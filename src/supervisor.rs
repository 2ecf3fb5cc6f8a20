//! WiFi and broker connectivity supervision.
//!
//! The [`ConnectivitySupervisor`] is ticked once per loop pass. It notices
//! link loss, retries each link with its own exponential [`Backoff`], and
//! performs the broker session setup (last will, subscriptions, retained
//! `online`). Running out of attempts on either link is fatal.
//!
//! # Link Lifecycle
//!
//! ```text
//!            connect ok
//! Disconnected ──────────► Connected
//!     ▲   │ retry due          │ link lost
//!     │   ▼                    │
//!     └─ Connecting ◄──────────┘
//!        (fail: interval x2, attempts+1, budget spent -> fatal)
//! ```
//!
//! # Example
//!
//! ```rust
//! use room_fx::supervisor::ConnectivitySupervisor;
//! use room_fx::config::Config;
//! use room_fx::hal::{MockMqtt, MockWifi};
//!
//! let config = Config::default();
//! let topics = ["room1/motor1", "room1/STOP"];
//! let mut supervisor = ConnectivitySupervisor::new(&config, &topics);
//! let mut wifi = MockWifi::new();
//! let mut mqtt = MockMqtt::new();
//!
//! let report = supervisor.tick(0, &mut wifi, &mut mqtt).unwrap();
//! assert!(report.wifi_up && report.broker_up);
//! assert_eq!(mqtt.subscriptions, ["room1/motor1", "room1/STOP"]);
//! assert_eq!(mqtt.published_to("devices/esp32_wifi_controller/status")[0].payload, b"online");
//! ```

extern crate alloc;
use alloc::vec::Vec;

use log::{info, warn};

use crate::backoff::Backoff;
use crate::config::{Config, LongString, ShortString};
use crate::error::NetError;
use crate::traits::{LastWill, MqttTransport, WifiLink};

/// Retained payload announcing the device is up.
pub const ONLINE: &[u8] = b"online";

/// Last-will payload published by the broker when the device drops.
pub const OFFLINE: &[u8] = b"offline";

/// Connection state of one link.
#[derive(Clone, Copy, Debug, Default, PartialEq, Eq)]
pub enum LinkState {
    /// No link.
    #[default]
    Disconnected,
    /// Attempt in progress.
    Connecting,
    /// Link up.
    Connected,
}

impl LinkState {
    fn label(self) -> &'static str {
        match self {
            LinkState::Connected => "OK",
            LinkState::Connecting => "CONNECTING",
            LinkState::Disconnected => "FAIL",
        }
    }
}

/// What happened to the links during one tick.
#[derive(Clone, Copy, Debug, Default, PartialEq, Eq)]
pub struct LinkReport {
    /// WiFi is up at the end of the tick.
    pub wifi_up: bool,
    /// Broker session is up at the end of the tick.
    pub broker_up: bool,
    /// WiFi was connected and dropped.
    pub wifi_lost: bool,
    /// Broker was connected and dropped while WiFi stayed up.
    pub broker_lost: bool,
    /// Broker session was (re)established this tick.
    pub broker_connected: bool,
}

/// Owns both link state machines and their backoff timers.
pub struct ConnectivitySupervisor {
    wifi_state: LinkState,
    broker_state: LinkState,
    wifi_backoff: Backoff,
    broker_backoff: Backoff,
    wifi_timeout_ms: u32,
    client_id: ShortString,
    status_topic: LongString,
    subscriptions: Vec<LongString>,
    status_interval_ms: u32,
    last_status_ms: u64,
    check_interval_ms: u32,
    last_check_ms: Option<u64>,
}

impl ConnectivitySupervisor {
    /// Create a supervisor that subscribes to `topics` on every broker connect.
    pub fn new<T: AsRef<str>>(config: &Config, topics: &[T]) -> Self {
        let conn = &config.connection;
        Self {
            wifi_state: LinkState::Disconnected,
            broker_state: LinkState::Disconnected,
            wifi_backoff: Backoff::new(conn.retry_base_ms, conn.retry_cap_ms, conn.max_wifi_attempts),
            broker_backoff: Backoff::new(
                conn.retry_base_ms,
                conn.retry_cap_ms,
                conn.max_mqtt_attempts,
            ),
            wifi_timeout_ms: config.wifi.connect_timeout_ms,
            client_id: config.mqtt.client_id.clone(),
            status_topic: config.mqtt.status_topic(),
            subscriptions: topics
                .iter()
                .map(|t| crate::config::long_string(t.as_ref()))
                .collect(),
            status_interval_ms: config.mqtt.status_interval_ms,
            last_status_ms: 0,
            check_interval_ms: conn.check_interval_ms,
            last_check_ms: None,
        }
    }

    /// Evaluate both links and retry whichever is down and due.
    ///
    /// Returns `Err` only when a link has used up its attempt budget.
    pub fn tick<W: WifiLink, M: MqttTransport>(
        &mut self,
        now_ms: u64,
        wifi: &mut W,
        mqtt: &mut M,
    ) -> Result<LinkReport, NetError> {
        let mut report = LinkReport::default();

        self.tick_wifi(now_ms, wifi, &mut report)?;
        if self.wifi_state == LinkState::Connected {
            self.tick_broker(now_ms, mqtt, &mut report)?;
        } else {
            self.broker_state = LinkState::Disconnected;
        }

        if self.broker_state == LinkState::Connected
            && now_ms.saturating_sub(self.last_status_ms) >= u64::from(self.status_interval_ms)
        {
            self.publish_online(now_ms, mqtt);
        }

        report.wifi_up = self.wifi_state == LinkState::Connected;
        report.broker_up = self.broker_state == LinkState::Connected;

        let check_due = self.last_check_ms.map_or(true, |last| {
            now_ms.saturating_sub(last) >= u64::from(self.check_interval_ms)
        });
        if check_due {
            self.last_check_ms = Some(now_ms);
            info!(
                "link status: wifi={} mqtt={}",
                self.wifi_state.label(),
                self.broker_state.label()
            );
        }

        Ok(report)
    }

    fn tick_wifi<W: WifiLink>(
        &mut self,
        now_ms: u64,
        wifi: &mut W,
        report: &mut LinkReport,
    ) -> Result<(), NetError> {
        if wifi.is_connected() {
            if self.wifi_state != LinkState::Connected {
                info!("WiFi connected");
                self.wifi_state = LinkState::Connected;
                self.wifi_backoff.on_success();
            }
            return Ok(());
        }

        if self.wifi_state == LinkState::Connected {
            warn!("WiFi connection lost");
            report.wifi_lost = true;
            self.wifi_state = LinkState::Disconnected;
            self.broker_state = LinkState::Disconnected;
        }

        if !self.wifi_backoff.is_due(now_ms) {
            return Ok(());
        }

        self.wifi_state = LinkState::Connecting;
        self.wifi_backoff.record_attempt(now_ms);
        info!(
            "connecting to WiFi (attempt {})",
            u32::from(self.wifi_backoff.attempts()) + 1
        );
        wifi.disconnect();
        match wifi.connect(self.wifi_timeout_ms) {
            Ok(()) => {
                info!("WiFi connected");
                self.wifi_state = LinkState::Connected;
                self.wifi_backoff.on_success();
                Ok(())
            }
            Err(e) => {
                self.wifi_state = LinkState::Disconnected;
                self.wifi_backoff.on_failure();
                warn!(
                    "WiFi connect failed: {:?}, next retry in {} ms",
                    e,
                    self.wifi_backoff.interval_ms()
                );
                if self.wifi_backoff.is_exhausted() {
                    return Err(NetError::WifiExhausted {
                        attempts: self.wifi_backoff.attempts(),
                    });
                }
                Ok(())
            }
        }
    }

    fn tick_broker<M: MqttTransport>(
        &mut self,
        now_ms: u64,
        mqtt: &mut M,
        report: &mut LinkReport,
    ) -> Result<(), NetError> {
        if mqtt.is_connected() {
            if self.broker_state != LinkState::Connected {
                // Transport reconnected on its own; redo the session setup.
                self.on_broker_up(now_ms, mqtt, report);
            }
            return Ok(());
        }

        if self.broker_state == LinkState::Connected {
            warn!("MQTT connection lost");
            report.broker_lost = true;
            self.broker_state = LinkState::Disconnected;
        }

        if !self.broker_backoff.is_due(now_ms) {
            return Ok(());
        }

        self.broker_state = LinkState::Connecting;
        self.broker_backoff.record_attempt(now_ms);
        info!(
            "connecting to MQTT broker as {} (attempt {})",
            self.client_id,
            u32::from(self.broker_backoff.attempts()) + 1
        );

        let will = LastWill {
            topic: self.status_topic.as_str(),
            payload: OFFLINE,
            retain: true,
        };
        match mqtt.connect(self.client_id.as_str(), &will) {
            Ok(()) => {
                self.on_broker_up(now_ms, mqtt, report);
                Ok(())
            }
            Err(e) => {
                self.broker_state = LinkState::Disconnected;
                self.broker_backoff.on_failure();
                warn!(
                    "MQTT connect failed: {:?}, next retry in {} ms",
                    e,
                    self.broker_backoff.interval_ms()
                );
                if self.broker_backoff.is_exhausted() {
                    return Err(NetError::BrokerExhausted {
                        attempts: self.broker_backoff.attempts(),
                    });
                }
                Ok(())
            }
        }
    }

    fn on_broker_up<M: MqttTransport>(&mut self, now_ms: u64, mqtt: &mut M, report: &mut LinkReport) {
        info!("MQTT connected");
        self.broker_state = LinkState::Connected;
        self.broker_backoff.on_success();
        report.broker_connected = true;

        for topic in self.subscriptions.iter() {
            match mqtt.subscribe(topic.as_str()) {
                Ok(()) => info!("subscribed to {}", topic),
                Err(e) => warn!("subscribe to {} failed: {:?}", topic, e),
            }
        }
        self.publish_online(now_ms, mqtt);
    }

    fn publish_online<M: MqttTransport>(&mut self, now_ms: u64, mqtt: &mut M) {
        self.last_status_ms = now_ms;
        if let Err(e) = mqtt.publish(self.status_topic.as_str(), ONLINE, true) {
            warn!("status publish failed: {:?}", e);
        }
    }

    /// WiFi link state.
    pub fn wifi_state(&self) -> LinkState {
        self.wifi_state
    }

    /// Broker link state.
    pub fn broker_state(&self) -> LinkState {
        self.broker_state
    }

    /// WiFi retry timer.
    pub fn wifi_backoff(&self) -> &Backoff {
        &self.wifi_backoff
    }

    /// Broker retry timer.
    pub fn broker_backoff(&self) -> &Backoff {
        &self.broker_backoff
    }

    /// Liveness topic (`devices/<clientId>/status`).
    pub fn status_topic(&self) -> &str {
        self.status_topic.as_str()
    }
}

·····

Check every line above for the word "LongString" and copy those that have it.

use crate::config::{Config, LongString, ShortString};
    status_topic: LongString,
    subscriptions: Vec<LongString>,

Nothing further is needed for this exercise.